OK, fine, these headlines are made up—but the energy behind them isn’t. The pursuit of glass skin really is this ridiculous and unrealistic. To embrace glass as the aesthetic goal is to abandon (and worse, injure) the skin’s inherent functions.
There is a reason skin does not look like glass.
The aesthetically inclined have been glorifying glass skin for a while, since 2017 at least—long enough that the K-beauty creation is no longer a beauty trend but a beauty standard. Like all beauty standards, glass skin is a physical impossibility, and as such, the path to Windexed perfection is paved with products that always need to be repurchased. (How convenient for capitalism!) It’s unending. It’s addicting. It burrows into the brain. It inspires that specific kind of obsession that comes with coveting the unattainable.
I gave into this obsession for a time. I lamented the fact that my textured, sensitive skin would never look like glass. Or a glazed donut, or a seal, or a steamed dumpling, or Saran Wrap or a peeled egg. Insert shiny-skin catchphrase here.
Then I realized: It’s a good thing that glass skin is unattainable IRL (honestly, have you ever seen glass skin outside of social media?), because all the features I’d need to erase in order to get that smooth, glassy glow literally exist to protect me.

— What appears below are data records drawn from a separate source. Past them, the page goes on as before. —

#[cfg(test)]
mod tests {
    use super::*;
    use crate::model::{SlotLabel, GENERAL_FOLDER_ID};
    use crate::errors::ErrorKind;

    fn sample(event: &str) -> NewStory {
        NewStory {
            folder_id: None,
            event: event.to_string(),
            introduction: None,
            true_version: format!("{event} happened"),
            fake_version: format!("{event} was staged"),
            explanation: format!("{event} is documented"),
            hint: None,
        }
    }

    fn ticket(token: &str, story_id: &str, true_slot: SlotLabel) -> RoundTicket {
        RoundTicket {
            round_token: token.to_string(),
            story_id: story_id.to_string(),
            true_slot,
            issued_at: "2026-01-01T00:00:00+00:00".to_string(),
            answered: false,
        }
    }

    fn answer(store: &Store, token: &str, story_id: &str, session: &str, correct: bool) {
        let session = SessionId::new(session).unwrap();
        store.open_round(&ticket(token, story_id, SlotLabel::T)).unwrap();
        store
            .record_response(&NewResponse {
                session_id: &session,
                story_id,
                choice: if correct { SlotLabel::T } else { SlotLabel::H },
                is_correct: correct,
                round_token: token,
            })
            .unwrap();
    }

    // === A) Bootstrap ===

    #[test]
    fn test_store_bootstraps_schema_and_general_folder() {
        let store = Store::memory().unwrap();
        let folders = store.list_folders().unwrap();
        assert_eq!(folders.len(), 1);
        assert_eq!(folders[0].id, GENERAL_FOLDER_ID);
        assert_eq!(folders[0].name, "General");
        assert_eq!(store.story_count().unwrap(), 0);
    }

    #[test]
    fn test_store_sets_foreign_keys() {
        let store = Store::memory().unwrap();
        let conn = store.conn.lock().unwrap();
        let fk: i64 = conn
            .query_row("PRAGMA foreign_keys", [], |r| r.get(0))
            .unwrap();
        assert_eq!(fk, 1);
    }

    // === B) Stories ===

    #[test]
    fn test_create_story_assigns_sequential_ids() {
        let store = Store::memory().unwrap();
        let s1 = store.create_story(sample("Moon")).unwrap();
        let s2 = store.create_story(sample("Cleopatra")).unwrap();
        assert_eq!(s1.id, "S1");
        assert_eq!(s2.id, "S2");
        assert_eq!(s1.folder_id, GENERAL_FOLDER_ID);
    }

    #[test]
    fn test_create_story_continues_after_highest_suffix() {
        let store = Store::memory().unwrap();
        store.create_story_with_id("S9", sample("Nine")).unwrap();
        let next = store.create_story(sample("Ten")).unwrap();
        assert_eq!(next.id, "S10");
    }

    #[test]
    fn test_list_orders_numerically() {
        let store = Store::memory().unwrap();
        store.create_story_with_id("S10", sample("Ten")).unwrap();
        store.create_story_with_id("S2", sample("Two")).unwrap();
        let ids: Vec<_> = store
            .list_stories(FolderFilter::All)
            .unwrap()
            .into_iter()
            .map(|s| s.id)
            .collect();
        assert_eq!(ids, vec!["S2", "S10"]);
    }

    #[test]
    fn test_create_story_with_duplicate_id_conflicts() {
        let store = Store::memory().unwrap();
        store.create_story_with_id("S1", sample("One")).unwrap();
        let err = store.create_story_with_id("S1", sample("Again")).unwrap_err();
        assert_eq!(err.kind(), ErrorKind::Conflict);
        let err = store.create_story_with_id("Moon", sample("Bad id")).unwrap_err();
        assert_eq!(err.kind(), ErrorKind::Validation);
    }

    #[test]
    fn test_create_story_rejects_unknown_folder() {
        let store = Store::memory().unwrap();
        let mut s = sample("Moon");
        s.folder_id = Some(99);
        let err = store.create_story(s).unwrap_err();
        assert_eq!(err, GameError::FolderNotFound { folder_id: 99 });
        assert_eq!(store.story_count().unwrap(), 0);
    }

    #[test]
    fn test_update_story_keeps_id_and_folder() {
        let store = Store::memory().unwrap();
        let folder = store.create_folder("Spain").unwrap();
        let mut s = sample("Franco");
        s.folder_id = Some(folder.id);
        let created = store.create_story(s).unwrap();

        let mut edit = sample("Franco's Successor");
        edit.hint = Some("Think 1969".into());
        let updated = store.update_story(&created.id, edit).unwrap();
        assert_eq!(updated.id, created.id);
        assert_eq!(updated.folder_id, folder.id);
        assert_eq!(updated.event, "Franco's Successor");
        assert_eq!(updated.hint.as_deref(), Some("Think 1969"));
    }

    #[test]
    fn test_update_missing_story_is_not_found() {
        let store = Store::memory().unwrap();
        let err = store.update_story("S404", sample("x")).unwrap_err();
        assert!(matches!(err, GameError::StoryNotFound { .. }));
    }

    #[test]
    fn test_delete_unreferenced_story() {
        let store = Store::memory().unwrap();
        let s = store.create_story(sample("Moon")).unwrap();
        store.open_round(&ticket("r1", &s.id, SlotLabel::H)).unwrap();
        let deleted = store.delete_story(&s.id, false).unwrap();
        assert_eq!(deleted.responses_removed, 0);
        assert_eq!(deleted.rounds_removed, 1);
        assert!(store.get_story(&s.id).unwrap().is_none());
    }

    #[test]
    fn test_delete_referenced_story_requires_cascade() {
        let store = Store::memory().unwrap();
        let s = store.create_story(sample("Moon")).unwrap();
        answer(&store, "r1", &s.id, "sess", true);

        let err = store.delete_story(&s.id, false).unwrap_err();
        assert_eq!(
            err,
            GameError::StoryReferenced {
                story_id: s.id.clone(),
                responses: 1
            }
        );
        assert!(store.get_story(&s.id).unwrap().is_some());

        let deleted = store.delete_story(&s.id, true).unwrap();
        assert_eq!(deleted.responses_removed, 1);
        assert!(store.get_story(&s.id).unwrap().is_none());
        assert_eq!(store.count_responses_for_story(&s.id).unwrap(), 0);
    }

    #[test]
    fn test_delete_missing_story_is_not_found() {
        let store = Store::memory().unwrap();
        let err = store.delete_story("S1", true).unwrap_err();
        assert_eq!(err.kind(), ErrorKind::NotFound);
    }

    // === C) Folders ===

    #[test]
    fn test_folder_names_are_unique_case_insensitive() {
        let store = Store::memory().unwrap();
        store.create_folder("Spain").unwrap();
        let err = store.create_folder("spain").unwrap_err();
        assert!(matches!(err, GameError::DuplicateFolder { .. }));
        let err = store.create_folder("general").unwrap_err();
        assert!(matches!(err, GameError::DuplicateFolder { .. }));
    }

    #[test]
    fn test_folder_name_must_not_be_blank() {
        let store = Store::memory().unwrap();
        let err = store.create_folder("   ").unwrap_err();
        assert_eq!(err.kind(), ErrorKind::Validation);
    }

    #[test]
    fn test_rename_folder() {
        let store = Store::memory().unwrap();
        let f = store.create_folder("Spian").unwrap();
        let renamed = store.rename_folder(f.id, "Spain").unwrap();
        assert_eq!(renamed.name, "Spain");
        assert!(matches!(
            store.rename_folder(f.id, "General"),
            Err(GameError::DuplicateFolder { .. })
        ));
        assert!(matches!(
            store.rename_folder(77, "Egypt"),
            Err(GameError::FolderNotFound { folder_id: 77 })
        ));
    }

    #[test]
    fn test_general_folder_is_protected() {
        let store = Store::memory().unwrap();
        let err = store.delete_folder(GENERAL_FOLDER_ID).unwrap_err();
        assert_eq!(
            err,
            GameError::ProtectedFolder {
                folder_id: GENERAL_FOLDER_ID
            }
        );
    }

    #[test]
    fn test_delete_folder_reassigns_stories_to_general() {
        let store = Store::memory().unwrap();
        let spain = store.create_folder("Spain").unwrap();
        let mut s = sample("Franco");
        s.folder_id = Some(spain.id);
        let story = store.create_story(s).unwrap();

        let moved = store.delete_folder(spain.id).unwrap();
        assert_eq!(moved, 1);
        assert!(store.get_folder(spain.id).unwrap().is_none());
        assert_eq!(
            store.get_story(&story.id).unwrap().unwrap().folder_id,
            GENERAL_FOLDER_ID
        );
        assert!(matches!(
            store.delete_folder(spain.id),
            Err(GameError::FolderNotFound { .. })
        ));
    }

    #[test]
    fn test_folder_listing_counts_and_search() {
        let store = Store::memory().unwrap();
        let spain = store.create_folder("Spain").unwrap();
        store.create_folder("Ancient Egypt").unwrap();
        let mut s = sample("Franco");
        s.folder_id = Some(spain.id);
        store.create_story(s).unwrap();
        store.create_story(sample("Moon")).unwrap();

        let all = store.list_folders().unwrap();
        let counts: Vec<_> = all.iter().map(|f| (f.name.as_str(), f.story_count)).collect();
        assert_eq!(
            counts,
            vec![("General", 1), ("Spain", 1), ("Ancient Egypt", 0)]
        );

        let hits = store.search_folders("EGY").unwrap();
        assert_eq!(hits.len(), 1);
        assert_eq!(hits[0].name, "Ancient Egypt");
        assert_eq!(store.search_folders(" ").unwrap().len(), 3);
    }

    #[test]
    fn test_filter_on_unknown_folder_is_not_found() {
        let store = Store::memory().unwrap();
        let err = store.list_stories(FolderFilter::Folder(5)).unwrap_err();
        assert_eq!(err, GameError::FolderNotFound { folder_id: 5 });
    }

    // === D) Rounds & responses ===

    #[test]
    fn test_round_roundtrip() {
        let store = Store::memory().unwrap();
        let s = store.create_story(sample("Moon")).unwrap();
        store.open_round(&ticket("tok", &s.id, SlotLabel::H)).unwrap();
        let r = store.round("tok").unwrap().unwrap();
        assert_eq!(r.true_slot, SlotLabel::H);
        assert!(!r.answered);
        assert!(store.round("nope").unwrap().is_none());
    }

    #[test]
    fn test_expire_rounds_keeps_answered_and_fresh() {
        let store = Store::memory().unwrap();
        let s = store.create_story(sample("Moon")).unwrap();
        store.open_round(&ticket("stale", &s.id, SlotLabel::T)).unwrap();
        answer(&store, "answered", &s.id, "sess", true);
        let mut fresh = ticket("fresh", &s.id, SlotLabel::H);
        fresh.issued_at = "2026-03-01T00:00:00.250+00:00".to_string();
        store.open_round(&fresh).unwrap();

        let removed = store.expire_rounds("2026-02-01T00:00:00+00:00").unwrap();
        assert_eq!(removed, 1);
        assert!(store.round("stale").unwrap().is_none());
        assert!(store.round("answered").unwrap().unwrap().answered);
        assert!(store.round("fresh").unwrap().is_some());
        assert_eq!(store.expire_rounds("2026-02-01T00:00:00+00:00").unwrap(), 0);
    }

    #[test]
    fn test_record_response_settles_round_once() {
        let store = Store::memory().unwrap();
        let s = store.create_story(sample("Moon")).unwrap();
        answer(&store, "tok", &s.id, "sess", true);
        assert!(store.round("tok").unwrap().unwrap().answered);

        let session = SessionId::new("sess").unwrap();
        let err = store
            .record_response(&NewResponse {
                session_id: &session,
                story_id: &s.id,
                choice: SlotLabel::T,
                is_correct: true,
                round_token: "tok",
            })
            .unwrap_err();
        assert_eq!(
            err,
            GameError::RoundAlreadyAnswered {
                round_token: "tok".into()
            }
        );
        assert_eq!(store.count_responses_for_story(&s.id).unwrap(), 1);
    }

    #[test]
    fn test_input_ids_increase() {
        let store = Store::memory().unwrap();
        let s = store.create_story(sample("Moon")).unwrap();
        answer(&store, "a", &s.id, "sess", true);
        answer(&store, "b", &s.id, "sess", false);
        let history = store
            .session_history(&SessionId::new("sess").unwrap())
            .unwrap();
        assert_eq!(history.len(), 2);
        assert!(history[0].input_id < history[1].input_id);
        assert_eq!(history[1].choice, SlotLabel::H);
        assert!(!history[1].is_correct);
    }

    #[test]
    fn test_session_tally_filters_by_folder() {
        let store = Store::memory().unwrap();
        let spain = store.create_folder("Spain").unwrap();
        let moon = store.create_story(sample("Moon")).unwrap();
        let mut f = sample("Franco");
        f.folder_id = Some(spain.id);
        let franco = store.create_story(f).unwrap();

        answer(&store, "r1", &moon.id, "sess", true);
        answer(&store, "r2", &franco.id, "sess", false);
        answer(&store, "r3", &franco.id, "other", true);

        let sess = SessionId::new("sess").unwrap();
        assert_eq!(
            store.session_tally(&sess, FolderFilter::All).unwrap(),
            Tally { total: 2, correct: 1 }
        );
        assert_eq!(
            store
                .session_tally(&sess, FolderFilter::Folder(spain.id))
                .unwrap(),
            Tally { total: 1, correct: 0 }
        );
        assert_eq!(
            store.story_tally(&franco.id).unwrap(),
            Tally { total: 2, correct: 1 }
        );
    }
}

Like pores! Pores are outgoing channels for sebum and sweat, the skin’s natural highlighter-slash-moisturizer and the body’s temperature regulator-slash-detoxifier, respectively. You cannot shrink your pores and you wouldn’t want to. Without pores, or with too-small pores, you would overheat and/or explode.
And dead skin cells! Heads up: They aren’t dead. They serve an important biological purpose as part of the all-important skin barrier. Dead skin cells also store NMFs, or Natural Moisturizing Factors—basically, they’re the skin’s very own hydration station. The young, fresh skin cells underneath (you know, the ones you expose in an effort to look like glass) don’t do that. That’s why over-exfoliation can lead to dry, flaky skin.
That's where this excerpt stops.